YOUR ASSIGNMENT ▸
Scan the material for the word "usize" and return every matching line.
─── PROVIDED DATA
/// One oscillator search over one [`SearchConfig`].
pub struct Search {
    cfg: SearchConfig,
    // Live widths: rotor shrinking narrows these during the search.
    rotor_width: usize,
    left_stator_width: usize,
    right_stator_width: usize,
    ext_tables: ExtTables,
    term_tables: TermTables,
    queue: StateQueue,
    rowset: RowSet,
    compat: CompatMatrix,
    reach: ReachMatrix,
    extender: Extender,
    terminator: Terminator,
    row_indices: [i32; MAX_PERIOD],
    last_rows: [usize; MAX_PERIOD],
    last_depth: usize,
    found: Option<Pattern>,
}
──────
YOUR RESPONSE ▸
    rotor_width: usize,
    left_stator_width: usize,
    right_stator_width: usize,
    last_rows: [usize; MAX_PERIOD],
    last_depth: usize,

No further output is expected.